Is Kubernetes a competitor to the Mesosphere DCOS?
 
This is a question that pops up whenever I explain Apache Mesos and Mesosphere DC/OS to customers or at an event. I finally wanted to address this question in the form of a blog post.
 
TL;DR is: nope, they are not.
 
To understand why Kubernetes and DC/OS are friends, not foes, let's look at an analogy from the world of operating systems and web browsers. Think for a moment of a MacBook that comes pre-installed with MacOS and the Safari browser or a Windows machine that has Internet Explorer on it per default. Some people are happy to use the default browser on their machine, while others choose to install their favorite alternative like Firefox or Chrome and mainly use those browsers. Some people even install and regularly use multiple browsers simultaneously.
 
Browsers and operating systems provide a very strong analogy because there is an equivalent of this in DC/OS: we ship it with Marathon pre-installed and configured — which is also, by the way, used to launch long-running services in your cluster (like init or systemd on a Linux machine) — but it's up to you to decide if you want to use Marathon to build and deploy your applications.
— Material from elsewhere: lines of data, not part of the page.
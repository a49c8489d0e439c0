//! Completion barrier and reconstruction check
//!
//! [`ResultAggregator`] collects exactly one output per member of the new
//! committee. Once complete it releases a [`ProtocolResult`], whose
//! [`ProtocolResult::verify`] sums the shares modulo the group order and
//! compares the sum with the original secret.
//!
//! The check needs the plaintext secret, so it is a self-test for
//! in-process runs, not something a deployment would keep around.

use std::collections::HashMap;

use num_bigint::BigUint;
use tracing::debug;

use crate::error::{AggregationError, ReshareError, Result};
use crate::party::{PartyId, PeerGroup};

/// Access to the secret share carried by a party's final save data.
pub trait SecretShare {
    fn secret_share(&self) -> BigUint;
}

/// Collects per-party results for one run.
pub struct ResultAggregator<O> {
    expected: PeerGroup,
    collected: HashMap<String, O>,
}

impl<O> ResultAggregator<O> {
    pub fn new(expected: PeerGroup) -> Self {
        let capacity = expected.len();
        Self {
            expected,
            collected: HashMap::with_capacity(capacity),
        }
    }

    /// Records the output of `party`.
    ///
    /// # Errors
    /// [`AggregationError::Unexpected`] if `party` is not an expected member,
    /// [`AggregationError::Duplicate`] if it already reported.
    pub fn accept(&mut self, party: &PartyId, output: O) -> std::result::Result<(), AggregationError> {
        match self.expected.get(party.id()) {
            Some(member) if member == party => {}
            _ => return Err(AggregationError::Unexpected(party.clone())),
        }
        if self.collected.contains_key(party.id()) {
            return Err(AggregationError::Duplicate(party.clone()));
        }

        self.collected.insert(party.id().to_string(), output);
        debug!(
            "Collected result from {} ({} / {})",
            party,
            self.collected.len(),
            self.expected.len()
        );
        Ok(())
    }

    pub fn collected(&self) -> usize {
        self.collected.len()
    }

    pub fn expected(&self) -> usize {
        self.expected.len()
    }

    pub fn is_complete(&self) -> bool {
        self.collected.len() == self.expected.len()
    }

    /// Members that have not reported yet, in index order.
    pub fn outstanding(&self) -> Vec<PartyId> {
        self.expected
            .iter()
            .filter(|p| !self.collected.contains_key(p.id()))
            .cloned()
            .collect()
    }

    /// Releases the aggregate once every expected member reported.
    pub fn finish(mut self) -> std::result::Result<ProtocolResult<O>, AggregationError> {
        let outstanding = self.outstanding();
        if !outstanding.is_empty() {
            return Err(AggregationError::Missing(outstanding));
        }

        let mut entries = Vec::with_capacity(self.expected.len());
        for party in self.expected.iter() {
            if let Some(output) = self.collected.remove(party.id()) {
                entries.push((party.clone(), output));
            }
        }
        Ok(ProtocolResult { entries })
    }
}

/// One completed output per new-committee member, in index order.
#[derive(Debug)]
pub struct ProtocolResult<O> {
    entries: Vec<(PartyId, O)>,
}

impl<O> ProtocolResult<O> {
    pub fn len(&self) -> usize {
        self.entries.len()
    }

    pub fn is_empty(&self) -> bool {
        self.entries.is_empty()
    }

    pub fn get(&self, id: &str) -> Option<&O> {
        self.entries
            .iter()
            .find(|(party, _)| party.id() == id)
            .map(|(_, output)| output)
    }

    pub fn iter(&self) -> impl Iterator<Item = (&PartyId, &O)> {
        self.entries.iter().map(|(party, output)| (party, output))
    }

    pub fn parties(&self) -> impl Iterator<Item = &PartyId> {
        self.entries.iter().map(|(party, _)| party)
    }

    pub fn into_entries(self) -> Vec<(PartyId, O)> {
        self.entries
    }
}

impl<O: SecretShare> ProtocolResult<O> {
    /// Sum of all shares reduced modulo `order`.
    pub fn reconstruct(&self, order: &BigUint) -> Result<BigUint> {
        if *order <= BigUint::from(1u32) {
            return Err(ReshareError::Config(format!(
                "group order must be greater than one, got {}",
                order
            )));
        }

        let total = self
            .entries
            .iter()
            .fold(BigUint::default(), |acc, (_, output)| acc + output.secret_share());
        Ok(total % order)
    }

    /// Checks that the shares recompose `secret`.
    ///
    /// # Errors
    /// [`ReshareError::Verification`] on a mismatch.
    pub fn verify(&self, secret: &BigUint, order: &BigUint) -> Result<()> {
        let actual = self.reconstruct(order)?;
        let expected = secret % order;
        if actual != expected {
            return Err(ReshareError::Verification { expected, actual });
        }
        Ok(())
    }
}

#[cfg(test)]
mod tests {
    use super::*;

    struct Share(u64);

    impl SecretShare for Share {
        fn secret_share(&self) -> BigUint {
            BigUint::from(self.0)
        }
    }

    fn committee() -> PeerGroup {
        PeerGroup::new(
            (1..=3)
                .map(|i| PartyId::new(format!("signer{i}"), format!("Signer{i}"), i).unwrap())
                .collect(),
        )
        .unwrap()
    }

    #[test]
    fn test_duplicate_completion_rejected() {
        let group = committee();
        let first = group.parties()[0].clone();
        let mut agg = ResultAggregator::new(group);

        agg.accept(&first, Share(1)).unwrap();
        assert_eq!(
            agg.accept(&first, Share(2)),
            Err(AggregationError::Duplicate(first.clone()))
        );
        assert_eq!(agg.collected(), 1);
    }

    #[test]
    fn test_unexpected_completion_rejected() {
        let mut agg = ResultAggregator::new(committee());
        let importer = PartyId::new("importer", "Importer", 0).unwrap();
        assert_eq!(
            agg.accept(&importer, Share(1)),
            Err(AggregationError::Unexpected(importer.clone()))
        );

        // Same id, different index: not the member we expect.
        let impostor = PartyId::new("signer1", "Signer1", 42).unwrap();
        assert!(agg.accept(&impostor, Share(1)).is_err());
    }

    #[test]
    fn test_finish_requires_every_member() {
        let group = committee();
        let parties = group.parties().to_vec();
        let mut agg = ResultAggregator::new(group);
        agg.accept(&parties[2], Share(3)).unwrap();

        assert_eq!(agg.outstanding(), parties[..2].to_vec());
        match agg.finish() {
            Err(AggregationError::Missing(missing)) => assert_eq!(missing, parties[..2].to_vec()),
            other => panic!("expected missing completions, got {:?}", other.map(|r| r.len())),
        }
    }

    #[test]
    fn test_reconstruction_mod_order() {
        let group = committee();
        let parties = group.parties().to_vec();
        let mut agg = ResultAggregator::new(group);
        agg.accept(&parties[1], Share(200)).unwrap();
        agg.accept(&parties[0], Share(100)).unwrap();
        agg.accept(&parties[2], Share(12)).unwrap();
        assert!(agg.is_complete());

        let result = agg.finish().unwrap();
        let ids: Vec<&str> = result.parties().map(|p| p.id()).collect();
        assert_eq!(ids, vec!["signer1", "signer2", "signer3"]);

        let order = BigUint::from(97u32);
        assert_eq!(result.reconstruct(&order).unwrap(), BigUint::from(312u32 % 97));
        assert!(result.verify(&BigUint::from(312u32 % 97), &order).is_ok());
        assert!(matches!(
            result.verify(&BigUint::from(0xffu32), &order),
            Err(ReshareError::Verification { .. })
        ));
        assert!(result.reconstruct(&BigUint::from(1u32)).is_err());
    }
}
You may choose to go with Marathon or you may choose to use Kubernetes. Or, you might decide to use both: each for different workloads and use cases (yes, with DC/OS you can run Marathon and Kubernetes workloads on the same cluster at the same time without conflict, just like running multiple browsers on your laptop). The tools you use with DC/OS are based on your requirements and preferences, entirely.
 
Kubernetes is a first-class citizen (package as we call it) of DC/OS. Kubernetes is also a community project we heavily contribute to: we have a large team of people at Mesosphere working on Kubernetes, from the open source engineering to product and training.
 
Mesosphere customers have the choice of offering Kubernetes to their developers. They can also use the pre-installed Marathon. Or, they can use any number of other emerging development models, including many PaaS's that run on top of DC/OS. That is a key part of what it means to be a Datacenter Operating System. The DC/OS gives its users a way to adopt as many workload types and development models that work best for their uses. DC/OS is the only system that provides this kind of inherent flexibility and eliminates lock in. The DC/OS is also the only system that lets you run multiple services—not just Marathon and Kubernetes, but also services like Spark and Cassandra—all on the same cluster, sharing resources and automating operations.
 
Kubernetes is per its architecture plug-able:
 
 
We partnered with Google to leverage the extensibility of Kubernetes and build Kubernetes-Mesos, the open source project that integrates with the Kubernetes scheduling API and the Mesos scheduler runtime, as well as provides an executor component that integrates kubelet services and the Mesos executor runtime:
 
As the above diagram illustrates: Kubernetes is deeply integrated with Mesos and, by extension, into the DC/OS. It is simple to set up (a single command, dcos package install kubernetes does the trick) and you're good to go. So you can use Kubernetes on DC/OS right now. If you're prepared to go all-in and package 100% of your applications in containers—that is, you're comfortable to using Docker 100% of the time, then you have the choice between Kubernetes and Marathon. Which one you pick depends mainly on your preference for Kubernetes' pod/labels/services model or Marathon's apps/groups/dependency operating model. Last but not least a consideration, at least for the time being, is scalability—Marathon has been around a lot longer than Kuberentes and has been proven to scale to much larger clusters and much larger workloads—but we're working with the Kubernetes community to help Kubernetes catch up.
 
To sum up: we love and support Kubernetes, on an individual as well as a corporate level. We are founding members of the Cloud Native Computing Foundation and we believe that choice is king. With the DC/OS we support you in whatever orchestration tool you want to use, be it Kubernetes or Marathon — or some new model that has yet to be invented. Our yardstick is you being successful in writing distributed applications faster and operating them with as much automation and little hassle as possible.